Please set down, exactly, the line with "Runs commands with" and all lines that follow it through the end of the records below.

━━ Extracted information

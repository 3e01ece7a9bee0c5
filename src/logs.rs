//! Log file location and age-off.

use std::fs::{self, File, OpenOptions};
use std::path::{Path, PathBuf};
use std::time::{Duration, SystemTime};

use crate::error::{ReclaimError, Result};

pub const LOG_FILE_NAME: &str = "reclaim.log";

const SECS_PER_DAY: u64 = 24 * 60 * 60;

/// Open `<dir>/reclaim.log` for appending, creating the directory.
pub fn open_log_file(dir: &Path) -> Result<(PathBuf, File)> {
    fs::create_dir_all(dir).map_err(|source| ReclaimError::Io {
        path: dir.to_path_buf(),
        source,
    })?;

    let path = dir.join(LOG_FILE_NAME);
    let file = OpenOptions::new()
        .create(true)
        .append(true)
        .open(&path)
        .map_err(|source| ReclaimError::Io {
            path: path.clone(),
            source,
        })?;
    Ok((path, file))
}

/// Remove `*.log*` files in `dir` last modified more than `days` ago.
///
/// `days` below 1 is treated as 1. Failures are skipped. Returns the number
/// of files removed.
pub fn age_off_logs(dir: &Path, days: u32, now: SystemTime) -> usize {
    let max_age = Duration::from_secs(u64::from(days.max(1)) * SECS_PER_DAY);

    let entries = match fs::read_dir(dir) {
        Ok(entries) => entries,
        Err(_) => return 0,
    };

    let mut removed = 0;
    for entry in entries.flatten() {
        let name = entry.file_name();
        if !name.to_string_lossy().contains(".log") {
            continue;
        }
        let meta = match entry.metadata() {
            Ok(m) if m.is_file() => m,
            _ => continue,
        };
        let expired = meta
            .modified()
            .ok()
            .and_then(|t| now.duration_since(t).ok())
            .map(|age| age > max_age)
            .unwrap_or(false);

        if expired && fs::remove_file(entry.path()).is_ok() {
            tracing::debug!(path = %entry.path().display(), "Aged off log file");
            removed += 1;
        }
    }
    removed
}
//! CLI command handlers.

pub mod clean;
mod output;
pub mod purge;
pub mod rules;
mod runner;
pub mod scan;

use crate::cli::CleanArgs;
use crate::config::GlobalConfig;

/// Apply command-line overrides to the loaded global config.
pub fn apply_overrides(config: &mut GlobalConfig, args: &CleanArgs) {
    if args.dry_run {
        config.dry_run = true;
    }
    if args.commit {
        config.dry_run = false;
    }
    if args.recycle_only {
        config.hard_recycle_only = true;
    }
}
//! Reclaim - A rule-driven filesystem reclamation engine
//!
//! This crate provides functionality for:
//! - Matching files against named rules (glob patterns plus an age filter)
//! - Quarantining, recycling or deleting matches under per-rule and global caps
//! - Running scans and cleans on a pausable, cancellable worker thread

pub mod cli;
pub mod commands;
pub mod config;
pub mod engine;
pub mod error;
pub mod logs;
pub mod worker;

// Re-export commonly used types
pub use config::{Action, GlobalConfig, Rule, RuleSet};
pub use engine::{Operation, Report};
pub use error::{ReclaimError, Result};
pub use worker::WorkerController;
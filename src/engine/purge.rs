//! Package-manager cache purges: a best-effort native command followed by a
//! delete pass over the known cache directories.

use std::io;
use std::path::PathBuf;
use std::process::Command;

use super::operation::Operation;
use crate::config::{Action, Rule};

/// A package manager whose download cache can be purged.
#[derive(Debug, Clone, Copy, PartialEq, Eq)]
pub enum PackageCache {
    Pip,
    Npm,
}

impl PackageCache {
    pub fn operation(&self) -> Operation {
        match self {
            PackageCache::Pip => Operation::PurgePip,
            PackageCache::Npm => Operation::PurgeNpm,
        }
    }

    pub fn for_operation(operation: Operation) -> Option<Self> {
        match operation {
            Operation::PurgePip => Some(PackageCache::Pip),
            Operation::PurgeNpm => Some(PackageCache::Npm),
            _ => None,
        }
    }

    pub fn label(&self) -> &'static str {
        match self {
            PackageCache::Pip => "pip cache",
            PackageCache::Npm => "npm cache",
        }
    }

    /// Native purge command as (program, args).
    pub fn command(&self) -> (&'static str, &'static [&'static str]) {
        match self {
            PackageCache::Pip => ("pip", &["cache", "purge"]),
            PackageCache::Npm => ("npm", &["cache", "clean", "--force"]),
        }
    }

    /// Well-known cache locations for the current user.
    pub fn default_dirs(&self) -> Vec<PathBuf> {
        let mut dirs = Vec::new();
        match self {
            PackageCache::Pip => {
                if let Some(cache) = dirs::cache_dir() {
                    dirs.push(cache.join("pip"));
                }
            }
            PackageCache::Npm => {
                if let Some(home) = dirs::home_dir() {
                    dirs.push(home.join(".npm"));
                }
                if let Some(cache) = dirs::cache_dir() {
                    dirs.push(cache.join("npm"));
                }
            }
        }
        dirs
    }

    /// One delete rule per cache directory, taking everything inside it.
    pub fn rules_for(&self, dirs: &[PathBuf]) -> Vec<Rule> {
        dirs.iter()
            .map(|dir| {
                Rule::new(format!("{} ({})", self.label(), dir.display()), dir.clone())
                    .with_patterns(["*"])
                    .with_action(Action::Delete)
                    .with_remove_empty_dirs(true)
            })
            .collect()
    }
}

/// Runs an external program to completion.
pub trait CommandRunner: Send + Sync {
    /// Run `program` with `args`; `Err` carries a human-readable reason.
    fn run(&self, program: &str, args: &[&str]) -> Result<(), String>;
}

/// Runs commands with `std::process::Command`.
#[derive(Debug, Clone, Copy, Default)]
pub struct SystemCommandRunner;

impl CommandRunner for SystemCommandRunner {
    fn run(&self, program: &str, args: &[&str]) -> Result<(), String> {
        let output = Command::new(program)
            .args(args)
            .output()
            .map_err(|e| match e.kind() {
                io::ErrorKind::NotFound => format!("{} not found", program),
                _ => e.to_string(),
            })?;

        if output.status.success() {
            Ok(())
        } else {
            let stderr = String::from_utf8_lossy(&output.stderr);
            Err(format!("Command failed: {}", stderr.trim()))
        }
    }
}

━━━━

**Response for this exercise**:
/// Runs commands with `std::process::Command`.
#[derive(Debug, Clone, Copy, Default)]
pub struct SystemCommandRunner;

impl CommandRunner for SystemCommandRunner {
    fn run(&self, program: &str, args: &[&str]) -> Result<(), String> {
        let output = Command::new(program)
            .args(args)
            .output()
            .map_err(|e| match e.kind() {
                io::ErrorKind::NotFound => format!("{} not found", program),
                _ => e.to_string(),
            })?;

        if output.status.success() {
            Ok(())
        } else {
            let stderr = String::from_utf8_lossy(&output.stderr);
            Err(format!("Command failed: {}", stderr.trim()))
        }
    }
}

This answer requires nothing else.